Retrospective analysis of children with α-1 antitrypsin deficiency.

Author information

1
Department of Pediatric Gastroenterology, Hepatology and Nutrition, Faculty of Medicine, Ondokuz Mayis University, Samsun, Turkey.

Abstract

BACKGROUND:

α-1 Antitrypsin (AAT) deficiency is the most frequently occurring genetic liver disorder. The association among classical α-1 antitrypsin deficiency (AATD), chronic liver disease, and cirrhosis is common in adult patients but rare in children.

AIM:

To assess the clinical characteristics of children with AATD and to compare symptoms between homozygous and heterozygous children.

MATERIALS AND METHODS:

The study included 20 children who were found to have mutant Pi alleles. AAT phenotyping was conducted on patients with a low serum AAT level. The exclusion criteria included infectious, anatomic, and metabolic conditions. Symptoms on presentation, physical examination findings, laboratory values, liver biopsy results, and follow-up periods were recorded for each patient.

RESULTS:

The patients included six (30%) girls and 14 (70%) boys, with a mean age of 6.3±5.1 (1-16) years.

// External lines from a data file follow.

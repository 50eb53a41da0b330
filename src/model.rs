//! Triangle mesh with positions, normals and texture coordinates.
//!
//! Parsing is done by `obj-rs`; this module drops the statements it doesn't know,
//! checks that every face is a triangle whose indices resolve, and flattens the
//! result into per-face index triples.

use std::fs::File;
use std::io::{BufRead, BufReader};
use std::path::Path;

use nalgebra::vector;
use obj::raw::object::Polygon;
use obj::raw::{parse_obj, RawObj};

use crate::error::ModelError;
use crate::math::{Vec2f, Vec3f};

/// Statements handed to `obj-rs`. Anything else is skipped.
const KNOWN_STATEMENTS: &[&str] = &["v", "vt", "vn", "vp", "f", "g", "s", "o", "usemtl", "mtllib"];

/// Indices of one face corner into the attribute arrays (0-based).
#[derive(Debug, Clone, Copy, PartialEq, Eq)]
pub struct FaceVertex {
    pub position: usize,
    pub uv: usize,
    pub normal: usize,
}

pub type Face = [FaceVertex; 3];

#[derive(Debug, Clone, Default)]
pub struct Model {
    positions: Vec<Vec3f>,
    normals: Vec<Vec3f>,
    uvs: Vec<Vec2f>,
    faces: Vec<Face>,
}

impl Model {
    pub fn load(path: impl AsRef<Path>) -> Result<Model, ModelError> {
        let path = path.as_ref();
        let file = File::open(path).map_err(|source| ModelError::Io {
            path: path.to_owned(),
            source,
        })?;
        let model = Model::from_reader(BufReader::new(file))?;
        log::info!(
            "loaded {}: {} vertices, {} faces",
            path.display(),
            model.nverts(),
            model.nfaces()
        );
        return Ok(model);
    }

    /// Parses OBJ text. Statements other than geometry, grouping and material
    /// references are ignored.
    pub fn from_reader(reader: impl BufRead) -> Result<Model, ModelError> {
        let source = known_statements(reader)?;
        let raw = parse_obj(source.as_bytes())?;
        return Model::from_raw(raw);
    }

    fn from_raw(raw: RawObj) -> Result<Model, ModelError> {
        let positions: Vec<Vec3f> = raw
            .positions
            .iter()
            .map(|&(x, y, z, _)| vector![x, y, z])
            .collect();
        let normals: Vec<Vec3f> = raw
            .normals
            .iter()
            .map(|&(x, y, z)| vector![x, y, z])
            .collect();
        let uvs: Vec<Vec2f> = raw
            .tex_coords
            .iter()
            .map(|&(u, v, _)| vector![u, v])
            .collect();

        let mut faces = Vec::with_capacity(raw.polygons.len());
        for (face, polygon) in raw.polygons.iter().enumerate() {
            let corners: Vec<FaceVertex> = match polygon {
                Polygon::PTN(v) => v
                    .iter()
                    .map(|&(position, uv, normal)| FaceVertex { position, uv, normal })
                    .collect(),
                // Without explicit normals the normal array is indexed like the positions.
                Polygon::PT(v) => {
                    if normals.is_empty() {
                        return Err(ModelError::MissingNormals { face });
                    }
                    v.iter()
                        .map(|&(position, uv)| FaceVertex { position, uv, normal: position })
                        .collect()
                }
                Polygon::P(_) | Polygon::PN(_) => return Err(ModelError::MissingUv { face }),
            };
            if corners.len() != 3 {
                return Err(ModelError::NotTriangle {
                    face,
                    vertices: corners.len(),
                });
            }

            for corner in &corners {
                check_index(face, "position", corner.position, positions.len())?;
                check_index(face, "texture coordinate", corner.uv, uvs.len())?;
                check_index(face, "normal", corner.normal, normals.len())?;
            }
            faces.push([corners[0], corners[1], corners[2]]);
        }

        return Ok(Model {
            positions,
            normals,
            uvs,
            faces,
        });
    }

    pub fn nverts(&self) -> usize {
        return self.positions.len();
    }

    pub fn nfaces(&self) -> usize {
        return self.faces.len();
    }

    pub fn face(&self, face: usize) -> &Face {
        return &self.faces[face];
    }

    fn corner(&self, face: usize, slot: usize) -> FaceVertex {
        assert!(slot < 3, "vertex slot {slot} out of range, a face has 3 vertices");
        return self.faces[face][slot];
    }

    /// Object space position of the vertex in `slot` (0..3) of `face`.
    pub fn vertex(&self, face: usize, slot: usize) -> Vec3f {
        return self.positions[self.corner(face, slot).position];
    }

    pub fn normal(&self, face: usize, slot: usize) -> Vec3f {
        return self.normals[self.corner(face, slot).normal];
    }

    pub fn uv(&self, face: usize, slot: usize) -> Vec2f {
        return self.uvs[self.corner(face, slot).uv];
    }

    /// Geometric normal `(v1 - v0) x (v2 - v0)`, not normalized.
    pub fn face_normal(&self, face: usize) -> Vec3f {
        let v0 = self.vertex(face, 0);
        let v1 = self.vertex(face, 1);
        let v2 = self.vertex(face, 2);
        return (v1 - v0).cross(&(v2 - v0));
    }
}

/// Copies the lines `obj-rs` understands, including their `\` continuations.
fn known_statements(reader: impl BufRead) -> Result<String, ModelError> {
    let mut source = String::new();
    let mut skipped = 0;
    let mut continued = None;
    for line in reader.lines() {
        let line = line?;
        let keep = match continued {
            Some(keep) => keep,
            None => match line.split_whitespace().next() {
                None => true,
                Some(word) => word.starts_with('#') || KNOWN_STATEMENTS.contains(&word),
            },
        };
        continued = line.trim_end().ends_with('\\').then_some(keep);
        if keep {
            source.push_str(&line);
            source.push('\n');
        } else if continued.is_none() {
            skipped += 1;
        }
    }
    if skipped > 0 {
        log::debug!("ignored {} unsupported OBJ statements", skipped);
    }
    return Ok(source);
}

fn check_index(
    face: usize,
    attribute: &'static str,
    index: usize,
    count: usize,
) -> Result<(), ModelError> {
    if index >= count {
        return Err(ModelError::IndexOutOfRange {
            face,
            attribute,
            index,
            count,
        });
    }
    return Ok(());
}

The PiZZ phenotype was present in eight (40%) and PiMZ in 12 (60%) patients. The most frequent symptom was elevated liver function test results. Three patients were referred with neonatal cholestasis and one with compensated cirrhosis. Eight patients underwent liver biopsy; all patients except one had periodic acid-Schiff-positive diastase-resistant globules in the hepatocytes. The mean follow-up period was 34±33 (12-101) months. At the end of follow-up, all patients with PiZZ were found to have chronic hepatitis, and one with cirrhosis. On the contrary, two patients with PiMZ were found to have chronic hepatitis.

CONCLUSION:

Children with classical AATD commonly have chronic liver disease. In heterozygous (PiMZ) children with AATD, enzyme levels can normalize with occasional fluctuations, sometimes causing delayed diagnosis.

PMID:
29505478
DOI:
10.1097/MEG.0000000000001108
[Indexed for MEDLINE]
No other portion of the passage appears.